ICML2025 (MOSS Workshop) Image Generation masked diffusion model process reward model iterative refinement remasking text generation inference-time scaling

Review, Remask, Refine (R3): Process-Guided Block Diffusion for Text Generation¶

Conference: ICML2025 (MOSS Workshop)
arXiv: 2507.08018
Author: Nikita Mounier, Parsa Ideahpour (University of Pennsylvania) Area: Image Generation
Keywords: masked diffusion model, process reward model, iterative refinement, remasking, text generation, inference-time scaling

TL;DR¶

Proposed the R3 (Review, Remask, Refine) framework, which leverages a Process Reward Model (PRM) at inference time to evaluate intermediate generated blocks of a masked-diffusion model, proportionally remasks and regenerates low-quality blocks, achieving training-free targeted error correction, and obtaining significant improvements on mathematical reasoning tasks with extremely low PRM call budgets.

Background & Motivation¶

Masked Diffusion Models (MDMs) have recently emerged as a powerful paradigm for text generation, progressively generating coherent text through iterative demasking/denoising, with representative models including LLaDA and BD3-LM. The core advantage of such models lies in their iterative nature, which allows backtracking and correction of generated content. However, the critical question remains which parts should be remasked—random remasking is highly inefficient and lacks targeted error-correction capabilities.

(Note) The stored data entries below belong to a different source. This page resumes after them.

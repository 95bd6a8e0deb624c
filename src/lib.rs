//! # Hierarchical Peak and Valley Regions
//!
//! This library finds every nested peak (or valley) region in a sequence of
//! numbers and organizes them as a containment tree.
//!
//! ## Core Algorithm
//!
//! 1. **Streaming scan**: one pass over the values emits each region as soon
//!    as its boundary is known, innermost regions first
//! 2. **Stack construction**: regions in scanner order are linked into a tree
//!    with a monotonic stack, children ranked by their extreme value
//! 3. **Main paths**: each node's most extreme child is its main child; the
//!    chains of main children partition the tree
//! 4. **Size selection**: the outermost regions below a size threshold are
//!    found by walking main paths instead of the whole tree
//!
//! Trees of two independent dimensions combine into a lazy
//! [`ProductTree`] whose nodes are pairs of component nodes.
//!
//! ## Usage Example
//!
//! ```
//! use peaktree::{Hierarchy, Orientation, Tree};
//!
//! let data = [10.0, 30.0, 40.0, 30.0, 10.0, 50.0, 70.0, 70.0, 50.0, 80.0];
//! let tree = Tree::from_values(&data, Orientation::Peak)?;
//! assert_eq!(tree.label(tree.root()), "0:10");
//! assert_eq!(tree.label(tree.tip(tree.root())), "9:10");
//! # Ok::<(), peaktree::PeakError>(())
//! ```

#![warn(missing_docs, missing_debug_implementations)]

pub mod product; // Lazy tree over pairs of nodes
pub mod region; // Region values and the streaming scanner
pub mod render; // Text formats for any tree
pub mod tree; // Containment tree and the shared tree contract

// Re-exports for convenience
pub use product::ProductTree;
pub use region::{find_peaks, find_valleys, Orientation, Region, RegionScanner, Scope};
pub use render::{BoxDrawing, IndentedList, Riverflow, RIVERFLOW_NOTATION};
pub use tree::{
    BuildOptions, Hierarchy, Indexed, NodeId, Tree, TreeBuilder, DEFAULT_SIZE_FRACTION,
};

use thiserror::Error;

/// Errors that can occur while scanning data or building trees
#[derive(Error, Debug, Clone, PartialEq, Eq)]
pub enum PeakError {
    /// Input that cannot be scanned or projected
    #[error("Invalid input: {0}")]
    InvalidInput(String),

    /// Two regions over different sequences were compared
    #[error("Regions refer to different sequences")]
    MismatchedSequence,

    /// Node is not part of this tree
    #[error("Unknown node: {0}")]
    UnknownNode(String),

    /// Regions do not nest into a single tree
    #[error("Structural invariant violated: {0}")]
    StructuralInvariantViolation(String),
}
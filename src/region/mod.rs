//! Regions of a numeric sequence
//!
//! - [`Scope`]: peak or valley region as emitted by the scanner
//! - [`Region`]: interval borrowed over its sequence, with neighbor queries
//! - [`RegionScanner`]: one-pass detector producing scopes innermost first

mod orientation;
mod scanner;
mod scope;

pub use orientation::Orientation;
pub use scanner::{find_peaks, find_valleys, RegionScanner};
pub use scope::{Region, Scope};
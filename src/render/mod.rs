//! Text formats for trees
//!
//! Each format borrows a [`Hierarchy`] and renders it through `Display`, so
//! plain trees and product trees print the same way. Node text comes from
//! [`Hierarchy::label`].

use std::fmt;

use crate::tree::Hierarchy;

/// Legend printed as the first line of a [`Riverflow`]
pub const RIVERFLOW_NOTATION: &str = "# Notation: <main> /& <lateral>/ => <parent>";

/// Subtree drawn with box-drawing characters, one node per line
///
/// ```text
/// 0:10
/// ├─5:10
/// │ ├─9:10
/// │ └─6:8
/// └─1:4
///   └─2:3
/// ```
#[derive(Debug)]
pub struct BoxDrawing<'a, H: Hierarchy> {
    tree: &'a H,
    localroot: H::Node,
}

impl<'a, H: Hierarchy> BoxDrawing<'a, H> {
    /// Render the whole tree
    pub fn new(tree: &'a H) -> Self {
        Self {
            tree,
            localroot: tree.root(),
        }
    }

    /// Render only the subtree below `localroot`
    pub fn at(mut self, localroot: H::Node) -> Self {
        self.localroot = localroot;
        self
    }
}

impl<H: Hierarchy> fmt::Display for BoxDrawing<'_, H> {
    fn fmt(&self, f: &mut fmt::Formatter<'_>) -> fmt::Result {
        let tree = self.tree;
        let mut indent: Vec<&str> = Vec::new();
        for (node, level) in tree.levels(self.localroot) {
            if level == 0 {
                write!(f, "{}", tree.label(node))?;
                continue;
            }
            let last = tree
                .parent(node)
                .map_or(true, |parent| tree.children(parent).last() == Some(&node));
            indent.truncate(level - 1);
            let (branch, below) = if last { ("└─", "  ") } else { ("├─", "│ ") };
            write!(f, "\n{}{}{}", indent.concat(), branch, tree.label(node))?;
            indent.push(below);
        }
        Ok(())
    }
}

/// Subtree as an indented list, one node per line
#[derive(Debug)]
pub struct IndentedList<'a, H: Hierarchy> {
    tree: &'a H,
    localroot: H::Node,
    indent: &'a str,
}

impl<'a, H: Hierarchy> IndentedList<'a, H> {
    /// Render the whole tree with `"| "` per level
    pub fn new(tree: &'a H) -> Self {
        Self {
            tree,
            localroot: tree.root(),
            indent: "| ",
        }
    }

    /// Render only the subtree below `localroot`
    pub fn at(mut self, localroot: H::Node) -> Self {
        self.localroot = localroot;
        self
    }

    /// Use `indent` once per level
    pub fn with_indent(mut self, indent: &'a str) -> Self {
        self.indent = indent;
        self
    }
}

impl<H: Hierarchy> fmt::Display for IndentedList<'_, H> {
    fn fmt(&self, f: &mut fmt::Formatter<'_>) -> fmt::Result {
        for (i, (node, level)) in self.tree.levels(self.localroot).enumerate() {
            if i > 0 {
                writeln!(f)?;
            }
            write!(f, "{}{}", self.indent.repeat(level), self.tree.label(node))?;
        }
        Ok(())
    }
}

/// Main paths as chains from tip to full node, one path per line
///
/// Each step lists the lateral siblings it merges with:
/// `9:10 /& 6:8/ => 5:10 /& 1:4/ => 0:10.`
#[derive(Debug)]
pub struct Riverflow<'a, H: Hierarchy> {
    tree: &'a H,
    localroot: H::Node,
}

impl<'a, H: Hierarchy> Riverflow<'a, H> {
    /// Render the whole tree
    pub fn new(tree: &'a H) -> Self {
        Self {
            tree,
            localroot: tree.root(),
        }
    }

    /// Render only the subtree below `localroot`
    pub fn at(mut self, localroot: H::Node) -> Self {
        self.localroot = localroot;
        self
    }
}

impl<H: Hierarchy> fmt::Display for Riverflow<'_, H> {
    fn fmt(&self, f: &mut fmt::Formatter<'_>) -> fmt::Result {
        let tree = self.tree;
        writeln!(f, "{}", RIVERFLOW_NOTATION)?;
        for full in tree.full_nodes(self.localroot) {
            let Some(main) = tree.main_child(full) else {
                continue;
            };
            for node in tree.path(tree.tip(full), main, |n| tree.parent(n)) {
                write!(f, "{}", tree.label(node))?;
                if let Some(parent) = tree.parent(node) {
                    let lateral = tree.lateral(parent);
                    if !lateral.is_empty() {
                        let names: Vec<String> = lateral.iter().map(|&n| tree.label(n)).collect();
                        write!(f, " /& {}/", names.join(", "))?;
                    }
                }
                write!(f, " => ")?;
            }
            writeln!(f, "{}.", tree.label(full))?;
        }
        Ok(())
    }
}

Limitations of Prior Work: - ReMDM: Allows remasking of generated tokens at inference time, but lacks an intelligent remasking strategy, failing to precisely locate errors. - d1 Framework: Utilizes SFT + RL for post-training pre-trained masked diffusion models to enhance inference capability, but incurs additional training costs. - Best-of-N Sampling: Generates N candidates for each block and selects the best, which performs well but has an extremely high number of PRM calls (requiring N evaluations for every generated block), leading to massive computational overhead. - Outcome Reward Model (ORM): Only evaluates the final output, incapable of providing fine-grained feedback on intermediate generation steps.

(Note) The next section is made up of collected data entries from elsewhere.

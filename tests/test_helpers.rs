//! Test helper functions shared by the integration tests

#![allow(dead_code)]

use std::collections::HashSet;
use std::hash::Hash;

use peaktree::Hierarchy;
use proptest::prelude::*;

/// Cumulative sum of integer steps starting at zero.
///
/// Integer steps keep every comparison exact and make flat runs and
/// repeated levels common.
pub fn random_walk(steps: &[i8]) -> Vec<f64> {
    let mut level = 0.0;
    let mut values = Vec::with_capacity(steps.len() + 1);
    values.push(level);
    for &step in steps {
        level += f64::from(step);
        values.push(level);
    }
    values
}

/// Random walks of 1 to 80 points, including flat steps
pub fn walks() -> impl Strategy<Value = Vec<f64>> {
    prop::collection::vec(-3i8..=3, 0..80).prop_map(|steps| random_walk(&steps))
}

/// Short random walks for product trees
pub fn short_walks() -> impl Strategy<Value = Vec<f64>> {
    prop::collection::vec(-3i8..=3, 0..12).prop_map(|steps| random_walk(&steps))
}

fn as_set<N: Copy + Eq + Hash>(nodes: impl IntoIterator<Item = N>) -> HashSet<N> {
    nodes.into_iter().collect()
}

/// Whether `ancestor` lies on the root path of `node` (including `node`)
pub fn is_ancestor<H: Hierarchy>(tree: &H, ancestor: H::Node, node: H::Node) -> bool {
    tree.root_path(node).any(|n| n == ancestor)
}

/// Check every relation of the tree contract against every other
pub fn assert_tree_consistency<H: Hierarchy>(tree: &H) {
    let root = tree.root();
    let nodes = tree.nodes();
    let all = as_set(nodes.iter().copied());

    assert_eq!(tree.parent(root), None, "root has a parent");
    assert!(!tree.is_nonroot(root));
    assert_eq!(nodes.len(), all.len(), "duplicate nodes");
    assert_eq!(tree.node_count(), nodes.len());
    assert_eq!(as_set(tree.subtree(root)), all);

    for &node in &nodes {
        assert!(tree.contains(node), "{:?} not contained", node);
        let children = tree.children(node);

        // parent and children agree
        if let Some(parent) = tree.parent(node) {
            assert!(tree.is_nonroot(node));
            assert!(tree.children(parent).contains(&node));
            assert!(
                tree.size(parent) > tree.size(node),
                "size does not grow from {} to {}",
                tree.label(node),
                tree.label(parent)
            );
        } else {
            assert_eq!(node, root);
        }
        for &child in children.iter() {
            assert_eq!(tree.parent(child), Some(node));
        }

        // main child and tip
        assert_eq!(tree.main_child(node), children.first().copied());
        assert_eq!(tree.has_children(node), !children.is_empty());
        assert_eq!(tree.lateral(node).len(), children.len().saturating_sub(1));
        match tree.main_child(node) {
            Some(main) => assert_eq!(tree.tip(node), tree.tip(main)),
            None => assert_eq!(tree.tip(node), node),
        }

        // full node is the highest ancestor with the same tip
        let full = tree.full(node);
        assert!(is_ancestor(tree, full, node));
        assert_eq!(tree.tip(full), tree.tip(node));
        if let Some(above) = tree.parent(full) {
            assert_ne!(tree.tip(above), tree.tip(node));
        }

        assert_eq!(tree.root_path(node).last(), Some(root));
        assert_eq!(tree.main_path(node).last(), Some(tree.tip(node)));
    }

    // main paths partition the tree
    let mut covered = HashSet::new();
    for full in tree.full_nodes(root) {
        assert_eq!(tree.full(full), full);
        for node in tree.main_path(full) {
            assert!(covered.insert(node), "{:?} on two main paths", node);
        }
    }
    assert_eq!(covered, all);

    let mut by_edge = as_set(tree.full_nodes(root));
    let main = as_set(tree.main_descendants(root));
    assert!(by_edge.is_disjoint(&main));
    by_edge.extend(main);
    assert_eq!(by_edge, all);

    let leaves = as_set(tree.leaf_nodes(root));
    let linear = as_set(tree.linear_nodes(root));
    let branches = as_set(tree.branch_nodes(root));
    assert_eq!(leaves.len() + linear.len() + branches.len(), all.len());
    let mut by_degree = leaves;
    by_degree.extend(linear);
    by_degree.extend(branches);
    assert_eq!(by_degree, all);

    // root is outermost and the leaves are innermost
    assert_eq!(tree.outermost(nodes.iter().copied(), root), vec![root]);
    assert_eq!(
        as_set(tree.innermost(nodes.iter().copied(), root)),
        as_set(tree.leaf_nodes(root))
    );

    // levels count the edges from the local root
    for (node, level) in tree.levels(root) {
        assert_eq!(tree.root_path(node).count(), level + 1);
    }
}

/// `size_filter` equals its defining set, checked by brute force
pub fn assert_size_filter<H: Hierarchy>(tree: &H, localroot: H::Node, maxsize: f64) {
    let expected: HashSet<H::Node> = tree
        .subtree(localroot)
        .filter(|&n| tree.size(n) < maxsize)
        .filter(|&n| {
            n == localroot || tree.parent(n).map_or(true, |p| tree.size(p) >= maxsize)
        })
        .collect();
    let selected = tree.size_filter(localroot, maxsize);
    assert_eq!(selected.len(), expected.len(), "duplicates or misses at {}", maxsize);
    assert_eq!(as_set(selected), expected, "size_filter at {}", maxsize);
}

/// `innermost` and `outermost` agree with pairwise ancestry
pub fn assert_extreme_members<H: Hierarchy>(tree: &H, members: &[H::Node]) {
    let root = tree.root();
    let innermost: HashSet<H::Node> = members
        .iter()
        .copied()
        .filter(|&m| {
            !members
                .iter()
                .any(|&other| other != m && is_ancestor(tree, m, other))
        })
        .collect();
    let outermost: HashSet<H::Node> = members
        .iter()
        .copied()
        .filter(|&m| {
            !members
                .iter()
                .any(|&other| other != m && is_ancestor(tree, other, m))
        })
        .collect();
    assert_eq!(as_set(tree.innermost(members.iter().copied(), root)), innermost);
    assert_eq!(as_set(tree.outermost(members.iter().copied(), root)), outermost);
}

/// Every `step`-th node of the tree, starting at `offset`
pub fn every_nth<H: Hierarchy>(tree: &H, offset: usize, step: usize) -> Vec<H::Node> {
    tree.nodes()
        .into_iter()
        .skip(offset)
        .step_by(step.max(1))
        .collect()
}

/// Distinct sizes of the tree plus values between and around them
pub fn thresholds<H: Hierarchy>(tree: &H) -> Vec<f64> {
    let mut sizes: Vec<f64> = tree.nodes().into_iter().map(|n| tree.size(n)).collect();
    sizes.sort_by(f64::total_cmp);
    sizes.dedup();
    let mut out = vec![-1.0, 0.0];
    for &size in &sizes {
        out.push(size);
        out.push(size + 0.5);
    }
    out
}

Key Insight: Process Reward Models (PRMs) can evaluate the quality of intermediate steps, making them naturally suited for guiding iterative generation—blocks with low PRM scores require more correction, while blocks with high PRM scores should be preserved. This signal can be converted into an intelligent remasking strategy.

Method¶

Overall Architecture¶

R3 consists of a three-stage cyclic inference-time error correction workflow: 1. Review: Score the generated text blocks using a PRM. 2. Remask: Proportionally remask more tokens in low-quality blocks based on their PRM scores. 3. Refine: Regenerate the masked parts using the diffusion model and select the best candidate to replace the original text.

Both core components are off-the-shelf pre-trained models and do not require any fine-tuning: - Base Maskable Diffusion Model \(M_{\text{diff}}\): Given a sequence containing masked tokens, it predicts the content of the masked positions. - Process Reward Model \(M_{\text{PRM}}\): Evaluates the quality score of a text block \(x_b\) conditional on context \(C_b\), represented as \(S_b = M_{\text{PRM}}(x_b | C_b)\), where \(S_b \in [0,1]\).

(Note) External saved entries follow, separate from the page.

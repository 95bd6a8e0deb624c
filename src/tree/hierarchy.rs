//! The tree contract shared by [`Tree`](super::Tree) and
//! [`ProductTree`](crate::ProductTree)
//!
//! Implementors supply the primitive relations; everything else
//! (paths, partitions, size selection) is derived here once and works for
//! plain trees and arbitrarily nested products alike.

use std::borrow::Cow;
use std::collections::{HashMap, HashSet};
use std::fmt::Debug;
use std::hash::Hash;

use super::traversal::{Descendants, Edge, Levels, Path, Subtree};

/// Fraction of the root size used by [`Hierarchy::default_maxsize`]
pub const DEFAULT_SIZE_FRACTION: f64 = 0.2;

/// Rooted tree of nested regions with main and lateral children
pub trait Hierarchy {
    /// Node handle
    type Node: Copy + Eq + Hash + Debug;

    /// The unique node without a parent
    fn root(&self) -> Self::Node;

    /// Whether `node` belongs to this tree
    fn contains(&self, node: Self::Node) -> bool;

    /// Containing node, `None` only for the root
    fn parent(&self, node: Self::Node) -> Option<Self::Node>;

    /// Ordered children; the first one is the main child
    fn children(&self, node: Self::Node) -> Cow<'_, [Self::Node]>;

    /// Child that keeps this node's tip
    fn main_child(&self, node: Self::Node) -> Option<Self::Node>;

    /// Leaf reached by following main children
    fn tip(&self, node: Self::Node) -> Self::Node;

    /// Highest ancestor sharing this node's tip
    fn full(&self, node: Self::Node) -> Self::Node;

    /// Vertical extent used to rank prominence
    fn size(&self, node: Self::Node) -> f64;

    /// Short text form of a node
    fn label(&self, node: Self::Node) -> String;

    /// Whether `node` has a parent
    fn is_nonroot(&self, node: Self::Node) -> bool {
        self.parent(node).is_some()
    }

    /// Whether `node` has any children
    fn has_children(&self, node: Self::Node) -> bool {
        self.tip(node) != node
    }

    /// All children except the main child
    fn lateral(&self, node: Self::Node) -> Cow<'_, [Self::Node]> {
        match self.children(node) {
            Cow::Borrowed(children) => Cow::Borrowed(children.get(1..).unwrap_or(&[])),
            Cow::Owned(mut children) => {
                if !children.is_empty() {
                    children.remove(0);
                }
                Cow::Owned(children)
            }
        }
    }

    /// Walk from `start` applying `step` until `stop` (or until `step` gives `None`)
    fn path<F>(&self, start: Self::Node, stop: Self::Node, step: F) -> Path<Self::Node, F>
    where
        F: FnMut(Self::Node) -> Option<Self::Node>,
    {
        Path::new(start, stop, step)
    }

    /// From `node` up to the root
    fn root_path(&self, node: Self::Node) -> impl Iterator<Item = Self::Node> + '_ {
        self.path(node, self.root(), move |n| self.parent(n))
    }

    /// From `node` down its main children to its tip
    fn main_path(&self, node: Self::Node) -> impl Iterator<Item = Self::Node> + '_ {
        self.path(node, self.tip(node), move |n| self.main_child(n))
    }

    /// `localroot` and every descendant, preorder
    fn subtree(&self, localroot: Self::Node) -> Subtree<'_, Self> {
        Subtree::new(self, localroot)
    }

    /// Preorder `(node, depth)` pairs below `localroot`
    fn levels(&self, localroot: Self::Node) -> Levels<'_, Self> {
        Levels::new(self, localroot)
    }

    /// Proper descendants with the kind of edge leading to each
    fn descendants(&self, localroot: Self::Node) -> Descendants<'_, Self> {
        Descendants::new(self, localroot)
    }

    /// Descendants that are the main child of their parent
    fn main_descendants(&self, localroot: Self::Node) -> impl Iterator<Item = Self::Node> + '_ {
        self.descendants(localroot)
            .filter(|&(_, edge)| edge == Edge::Main)
            .map(|(node, _)| node)
    }

    /// Descendants that are a lateral child of their parent
    fn lateral_descendants(&self, localroot: Self::Node) -> impl Iterator<Item = Self::Node> + '_ {
        self.descendants(localroot)
            .filter(|&(_, edge)| edge == Edge::Lateral)
            .map(|(node, _)| node)
    }

    /// Nodes in the subtree that are their own full node
    fn full_nodes(&self, localroot: Self::Node) -> impl Iterator<Item = Self::Node> + '_ {
        (self.full(localroot) == localroot)
            .then_some(localroot)
            .into_iter()
            .chain(self.lateral_descendants(localroot))
    }

    /// Subtree nodes without children
    fn leaf_nodes(&self, localroot: Self::Node) -> impl Iterator<Item = Self::Node> + '_ {
        self.subtree(localroot)
            .filter(move |&n| self.children(n).is_empty())
    }

    /// Subtree nodes with two or more children
    fn branch_nodes(&self, localroot: Self::Node) -> impl Iterator<Item = Self::Node> + '_ {
        self.subtree(localroot)
            .filter(move |&n| self.children(n).len() > 1)
    }

    /// Subtree nodes with exactly one child
    fn linear_nodes(&self, localroot: Self::Node) -> impl Iterator<Item = Self::Node> + '_ {
        self.subtree(localroot)
            .filter(move |&n| self.children(n).len() == 1)
    }

    /// Every node; preorder unless the implementor has its own canonical order
    fn nodes(&self) -> Vec<Self::Node> {
        self.subtree(self.root()).collect()
    }

    /// Number of nodes
    fn node_count(&self) -> usize {
        self.subtree(self.root()).count()
    }

    /// `DEFAULT_SIZE_FRACTION` of the root's size
    fn default_maxsize(&self) -> f64 {
        DEFAULT_SIZE_FRACTION * self.size(self.root())
    }

    /// Outermost nodes below a size threshold.
    ///
    /// Returns `{ n in subtree(localroot) : size(n) < maxsize and
    /// (n == localroot or size(parent(n)) >= maxsize) }`.
    ///
    /// Only main paths leading to qualifying nodes are walked, so the cost
    /// follows the output size and path depth rather than the subtree size.
    fn size_filter(&self, localroot: Self::Node, maxsize: f64) -> Vec<Self::Node> {
        let mut selected = Vec::new();
        let mut pending = vec![localroot];

        while let Some(top) = pending.pop() {
            if self.size(top) < maxsize {
                selected.push(top);
                continue;
            }

            // climb from the tip while the next ancestor is still small
            let mut climber = self.tip(top);
            if self.size(climber) < maxsize {
                while let Some(parent) = self.parent(climber) {
                    if self.size(parent) >= maxsize {
                        break;
                    }
                    climber = parent;
                }
                selected.push(climber);
            }

            // lateral branches hanging off the large part of the main path
            let mut branches = Vec::new();
            while climber != top {
                let Some(parent) = self.parent(climber) else {
                    break;
                };
                climber = parent;
                branches.extend(self.lateral(climber).iter().copied());
            }
            pending.extend(branches.into_iter().rev());
        }

        selected
    }

    /// Members of `nodes` (within the subtree) that contain no other member
    fn innermost<I>(&self, nodes: I, localroot: Self::Node) -> Vec<Self::Node>
    where
        I: IntoIterator<Item = Self::Node>,
    {
        let members: HashSet<Self::Node> = nodes.into_iter().collect();
        let mut countdown = HashMap::new();
        let mut leaves = Vec::new();
        for node in self.subtree(localroot) {
            let count = self.children(node).len();
            if count == 0 {
                leaves.push(node);
            }
            countdown.insert(node, count);
        }

        // a node is promoted once all its children resolved without a member
        let mut found = Vec::new();
        for leaf in leaves {
            let mut node = leaf;
            loop {
                if members.contains(&node) {
                    found.push(node);
                    break;
                }
                if node == localroot {
                    break;
                }
                let Some(parent) = self.parent(node) else {
                    break;
                };
                let Some(remaining) = countdown.get_mut(&parent) else {
                    break;
                };
                *remaining -= 1;
                if *remaining > 0 {
                    break;
                }
                node = parent;
            }
        }
        found
    }

    /// Members of `nodes` (within the subtree) not contained in another member
    fn outermost<I>(&self, nodes: I, localroot: Self::Node) -> Vec<Self::Node>
    where
        I: IntoIterator<Item = Self::Node>,
    {
        let members: HashSet<Self::Node> = nodes.into_iter().collect();
        let mut found = Vec::new();
        let mut stack = vec![localroot];
        while let Some(node) = stack.pop() {
            if members.contains(&node) {
                found.push(node);
            } else {
                stack.extend(self.children(node).iter().rev().copied());
            }
        }
        found
    }
}

impl<H: Hierarchy + ?Sized> Hierarchy for &H {
    type Node = H::Node;

    fn root(&self) -> Self::Node {
        (**self).root()
    }

    fn contains(&self, node: Self::Node) -> bool {
        (**self).contains(node)
    }

    fn parent(&self, node: Self::Node) -> Option<Self::Node> {
        (**self).parent(node)
    }

    fn children(&self, node: Self::Node) -> Cow<'_, [Self::Node]> {
        (**self).children(node)
    }

    fn main_child(&self, node: Self::Node) -> Option<Self::Node> {
        (**self).main_child(node)
    }

    fn tip(&self, node: Self::Node) -> Self::Node {
        (**self).tip(node)
    }

    fn full(&self, node: Self::Node) -> Self::Node {
        (**self).full(node)
    }

    fn size(&self, node: Self::Node) -> f64 {
        (**self).size(node)
    }

    fn label(&self, node: Self::Node) -> String {
        (**self).label(node)
    }

    fn has_children(&self, node: Self::Node) -> bool {
        (**self).has_children(node)
    }

    fn lateral(&self, node: Self::Node) -> Cow<'_, [Self::Node]> {
        (**self).lateral(node)
    }

    fn nodes(&self) -> Vec<Self::Node> {
        (**self).nodes()
    }

    fn node_count(&self) -> usize {
        (**self).node_count()
    }

    fn size_filter(&self, localroot: Self::Node, maxsize: f64) -> Vec<Self::Node> {
        (**self).size_filter(localroot, maxsize)
    }
}

/// Hierarchies whose nodes have a stable construction index.
///
/// Plain trees index by arena position; products index by the pair of
/// their components' indices, so nested products give nested tuples.
pub trait Indexed: Hierarchy {
    /// Index value, `usize` or a (nested) tuple of them
    type Index: Copy + Eq + Hash + Debug;

    /// Construction index of `node`
    fn index_of(&self, node: Self::Node) -> Self::Index;
}

impl<H: Indexed + ?Sized> Indexed for &H {
    type Index = H::Index;

    fn index_of(&self, node: Self::Node) -> Self::Index {
        (**self).index_of(node)
    }
}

R3 constructs text block by block, applying a windowed evaluation and refinement strategy:

Step 1 — Generate Current Block: Generate block \(x_j\) using \(M_{\text{diff}}\), and append it to the existing sequence \(X^{(j+1)} = X^{(j)} \oplus x_j\).

Step 2 — Window Review: Every \(K\) blocks, score the blocks in the active window \(W_j = \{x_{j-K+1}, \ldots, x_j\}\) sequentially using the PRM, yielding a set of scores \(\mathcal{S}_{W_j}\).

Step 3 — Trigger Refinement: If the minimum score in the window satisfies \(\min(\mathcal{S}_{W_j}) < \tau_{\text{thresh}}\) (default 0.8), refinement is triggered.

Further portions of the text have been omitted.